Personal information
- Born: July 25, 1947 (age 79) Lubbock, Texas, U.S.
- Listed height: 6 ft 3 in (1.91 m)
- Listed weight: 225 lb (102 kg)

Career information
- High school: Denver City (Denver City, Texas)
- College: Abilene Christian (1966–1969);

Awards and highlights
- First-team Little All-American (1969);

= Chip Bennett =

American football linebacker (born 1947)

Gene Herbert "Chip" Bennett (born July 25, 1947) is an American former football linebacker. He played college football for Abilene Christian University, where he was selected as a Little All-American in 1969.

==College football==
Bennett played college football as a linebacker for Abilene Christian University during the 1967, 1968, and 1969 seasons. He was selected a first-team linebacker on the 1969 Little All-America college football team.

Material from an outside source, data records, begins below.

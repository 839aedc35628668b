#![deny(warnings)]
#![deny(clippy::all)]

use std::fs::File;
use std::io::{self, Read};
use std::path::{Path, PathBuf};

use clap::{Parser, Subcommand};
use tally_core::{ChecksumError, Crc16, TextEncoding, Variant};
use thiserror::Error;
use tracing::error;
use tracing_subscriber::EnvFilter;

const EXIT_SUCCESS: i32 = 0;
const EXIT_CLI: i32 = 2;
const EXIT_CHECKSUM: i32 = 3;
const EXIT_IO: i32 = 4;

const READ_BUF_LEN: usize = 8192;

#[derive(Parser, Debug)]
#[command(name = "tally", version, about = "CRC-16 checksum tools")]
struct Cli {
    #[command(subcommand)]
    command: Commands,
}

#[derive(Subcommand, Debug)]
enum Commands {
    /// Checksum a file, or stdin when no path is given
    Sum {
        path: Option<PathBuf>,
        #[arg(long, default_value = "ieee")]
        variant: Variant,
    },
    /// Checksum literal text
    Text {
        text: String,
        #[arg(long, default_value = "ieee")]
        variant: Variant,
        /// Fold UTF-16 code units (big endian) instead of ASCII bytes
        #[arg(long)]
        utf16: bool,
    },
    /// List the variant catalog
    Variants,
}

#[derive(Debug, Error)]
enum CliError {
    #[error("checksum error: {0}")]
    Checksum(#[from] ChecksumError),
    #[error("I/O error: {0}")]
    Io(#[from] io::Error),
}

fn main() {
    let exit_code = run();
    std::process::exit(exit_code);
}

fn run() -> i32 {
    init_tracing();

    let cli = match Cli::try_parse() {
        Ok(cli) => cli,
        Err(err) => {
            let _ = err.print();
            return EXIT_CLI;
        }
    };

    let result = match cli.command {
        Commands::Sum { path, variant } => cmd_sum(path.as_deref(), variant),
        Commands::Text {
            text,
            variant,
            utf16,
        } => cmd_text(&text, variant, utf16),
        Commands::Variants => cmd_variants(),
    };

    match result {
        Ok(()) => EXIT_SUCCESS,
        Err(err) => {
            report_error(&err);
            map_exit_code(&err)
        }
    }
}

fn init_tracing() {
    let filter = EnvFilter::try_from_default_env().unwrap_or_else(|_| EnvFilter::new("info"));
    let subscriber = tracing_subscriber::fmt()
        .with_env_filter(filter)
        .with_target(false)
        .finish();
    let _ = tracing::subscriber::set_global_default(subscriber);
}

fn report_error(err: &CliError) {
    error!(error = %err, "command failed");
    eprintln!("error: {err}");
}

fn map_exit_code(err: &CliError) -> i32 {
    match err {
        CliError::Checksum(_) => EXIT_CHECKSUM,
        CliError::Io(_) => EXIT_IO,
    }
}

fn cmd_sum(path: Option<&Path>, variant: Variant) -> Result<(), CliError> {
    let mut crc = Crc16::with_variant(variant);

    match path {
        Some(path) => {
            let mut file = File::open(path)?;
            digest_reader(&mut crc, &mut file)?;
            println!("{:04X}  {}", crc.digest(), path.display());
        }
        None => {
            let stdin = io::stdin();
            digest_reader(&mut crc, &mut stdin.lock())?;
            println!("{:04X}  -", crc.digest());
        }
    }

    Ok(())
}

fn digest_reader<R: Read>(crc: &mut Crc16, reader: &mut R) -> io::Result<()> {
    let mut buffer = [0u8; READ_BUF_LEN];

    loop {
        let read = reader.read(&mut buffer)?;
        if read == 0 {
            return Ok(());
        }
        crc.update(&buffer[..read]);
    }
}

fn cmd_text(text: &str, variant: Variant, utf16: bool) -> Result<(), CliError> {
    let encoding = if utf16 {
        TextEncoding::Utf16Be
    } else {
        TextEncoding::Ascii
    };

    let mut crc = Crc16::with_variant(variant);
    crc.update_text(text, encoding)?;
    println!("{:04X}", crc.digest());

    Ok(())
}

fn cmd_variants() -> Result<(), CliError> {
    println!("name     poly    init    refin  refout  xorout");
    for variant in Variant::ALL {
        let config = variant.config();
        println!(
            "{:<8} 0x{:04X}  0x{:04X}  {:<5}  {:<6}  0x{:04X}",
            variant.name(),
            config.polynomial,
            config.initial_value,
            config.reflect_in,
            config.reflect_out,
            config.final_xor
        );
    }

    Ok(())
}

He was later selected in 2005 to Abilene Christian's all-time team and in 2013 as one of the Southland Conference's players of the decade for the 1960s.

==Later life==
Bennett was selected by the Cincinnati Bengals in the third round (60th overall pick) of the 1970 NFL draft. He did not appear in any regular-season games for the Bengals. He later worked as a farmer and rancher in Yoakum County, Texas.